> _DIRECTIONS FOR THIS TASK_:
Give back the line that contains "--- Status styles" and every following line, exactly as they appear, through the end of the data.

START INFORMATION PROVIDED

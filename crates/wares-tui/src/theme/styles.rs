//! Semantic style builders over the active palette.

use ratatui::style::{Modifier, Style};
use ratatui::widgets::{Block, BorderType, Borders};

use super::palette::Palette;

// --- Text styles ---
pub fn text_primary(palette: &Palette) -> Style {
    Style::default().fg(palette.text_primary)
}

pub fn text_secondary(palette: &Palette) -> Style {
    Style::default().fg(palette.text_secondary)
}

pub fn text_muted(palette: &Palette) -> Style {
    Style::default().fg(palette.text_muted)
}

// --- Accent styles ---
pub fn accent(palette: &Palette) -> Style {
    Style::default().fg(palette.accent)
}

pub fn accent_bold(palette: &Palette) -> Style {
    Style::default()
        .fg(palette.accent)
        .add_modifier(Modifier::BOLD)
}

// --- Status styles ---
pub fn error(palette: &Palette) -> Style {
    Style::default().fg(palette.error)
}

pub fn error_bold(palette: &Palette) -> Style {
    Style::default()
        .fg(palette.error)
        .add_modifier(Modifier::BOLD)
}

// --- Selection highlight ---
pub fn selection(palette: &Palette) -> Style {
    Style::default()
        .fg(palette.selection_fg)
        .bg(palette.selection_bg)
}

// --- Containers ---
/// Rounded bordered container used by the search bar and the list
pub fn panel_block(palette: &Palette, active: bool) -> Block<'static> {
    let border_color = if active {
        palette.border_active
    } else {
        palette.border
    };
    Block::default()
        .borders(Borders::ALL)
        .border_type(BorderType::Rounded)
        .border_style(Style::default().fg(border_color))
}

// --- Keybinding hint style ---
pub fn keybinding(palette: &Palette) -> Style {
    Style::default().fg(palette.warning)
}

END INFORMATION PROVIDED

> _PROBLEM SOLUTION_:
// --- Status styles ---
pub fn error(palette: &Palette) -> Style {
    Style::default().fg(palette.error)
}

pub fn error_bold(palette: &Palette) -> Style {
    Style::default()
        .fg(palette.error)
        .add_modifier(Modifier::BOLD)
}

// --- Selection highlight ---
pub fn selection(palette: &Palette) -> Style {
    Style::default()
        .fg(palette.selection_fg)
        .bg(palette.selection_bg)
}

// --- Containers ---
/// Rounded bordered container used by the search bar and the list
pub fn panel_block(palette: &Palette, active: bool) -> Block<'static> {
    let border_color = if active {
        palette.border_active
    } else {
        palette.border
    };
    Block::default()
        .borders(Borders::ALL)
        .border_type(BorderType::Rounded)
        .border_style(Style::default().fg(border_color))
}

// --- Keybinding hint style ---
pub fn keybinding(palette: &Palette) -> Style {
    Style::default().fg(palette.warning)
}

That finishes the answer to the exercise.